**Exercise**
Every line with "String" in it should be copied from the data.
-------- Records for the task --------
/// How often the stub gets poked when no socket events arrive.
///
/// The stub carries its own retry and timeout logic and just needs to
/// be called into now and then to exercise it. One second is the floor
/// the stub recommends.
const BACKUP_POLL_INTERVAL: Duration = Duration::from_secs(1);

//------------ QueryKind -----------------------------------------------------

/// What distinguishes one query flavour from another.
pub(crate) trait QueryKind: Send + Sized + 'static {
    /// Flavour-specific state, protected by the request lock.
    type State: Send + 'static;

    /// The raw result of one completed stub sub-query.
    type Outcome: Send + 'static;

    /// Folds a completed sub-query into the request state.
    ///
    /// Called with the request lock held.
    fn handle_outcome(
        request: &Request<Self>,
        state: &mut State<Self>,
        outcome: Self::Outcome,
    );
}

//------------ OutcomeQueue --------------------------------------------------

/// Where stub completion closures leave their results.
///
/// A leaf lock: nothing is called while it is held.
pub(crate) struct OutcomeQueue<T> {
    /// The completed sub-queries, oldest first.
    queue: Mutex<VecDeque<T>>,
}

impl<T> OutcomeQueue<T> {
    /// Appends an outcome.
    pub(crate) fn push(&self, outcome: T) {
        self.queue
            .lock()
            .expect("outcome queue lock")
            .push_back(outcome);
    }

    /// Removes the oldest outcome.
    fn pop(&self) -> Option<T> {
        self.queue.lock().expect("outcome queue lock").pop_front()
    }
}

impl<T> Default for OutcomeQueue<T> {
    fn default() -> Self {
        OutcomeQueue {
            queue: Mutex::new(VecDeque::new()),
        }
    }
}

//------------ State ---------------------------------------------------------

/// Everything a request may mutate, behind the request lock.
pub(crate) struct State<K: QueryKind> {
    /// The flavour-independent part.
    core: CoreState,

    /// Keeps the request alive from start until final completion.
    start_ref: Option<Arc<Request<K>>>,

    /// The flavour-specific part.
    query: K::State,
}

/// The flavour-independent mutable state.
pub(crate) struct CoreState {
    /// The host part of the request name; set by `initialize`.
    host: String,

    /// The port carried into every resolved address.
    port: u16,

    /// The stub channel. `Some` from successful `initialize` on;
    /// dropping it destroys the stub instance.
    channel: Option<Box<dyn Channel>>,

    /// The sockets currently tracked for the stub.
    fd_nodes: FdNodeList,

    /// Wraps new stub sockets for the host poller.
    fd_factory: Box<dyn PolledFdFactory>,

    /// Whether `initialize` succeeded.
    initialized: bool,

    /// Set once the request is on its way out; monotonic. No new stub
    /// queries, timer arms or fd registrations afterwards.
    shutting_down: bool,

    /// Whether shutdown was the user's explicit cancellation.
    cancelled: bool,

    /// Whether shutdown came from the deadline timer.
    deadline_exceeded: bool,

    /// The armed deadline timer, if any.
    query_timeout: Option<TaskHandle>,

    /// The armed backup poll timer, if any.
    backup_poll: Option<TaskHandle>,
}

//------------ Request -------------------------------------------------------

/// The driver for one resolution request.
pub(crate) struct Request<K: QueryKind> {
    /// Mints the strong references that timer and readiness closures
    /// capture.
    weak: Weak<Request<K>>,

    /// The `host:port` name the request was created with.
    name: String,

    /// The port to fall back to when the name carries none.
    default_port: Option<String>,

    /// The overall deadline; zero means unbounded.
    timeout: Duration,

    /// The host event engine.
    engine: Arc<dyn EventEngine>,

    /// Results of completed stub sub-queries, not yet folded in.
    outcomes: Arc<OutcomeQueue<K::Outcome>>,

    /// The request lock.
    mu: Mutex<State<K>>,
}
--------
**Response to this exercise**
    host: String,
    name: String,
    default_port: Option<String>,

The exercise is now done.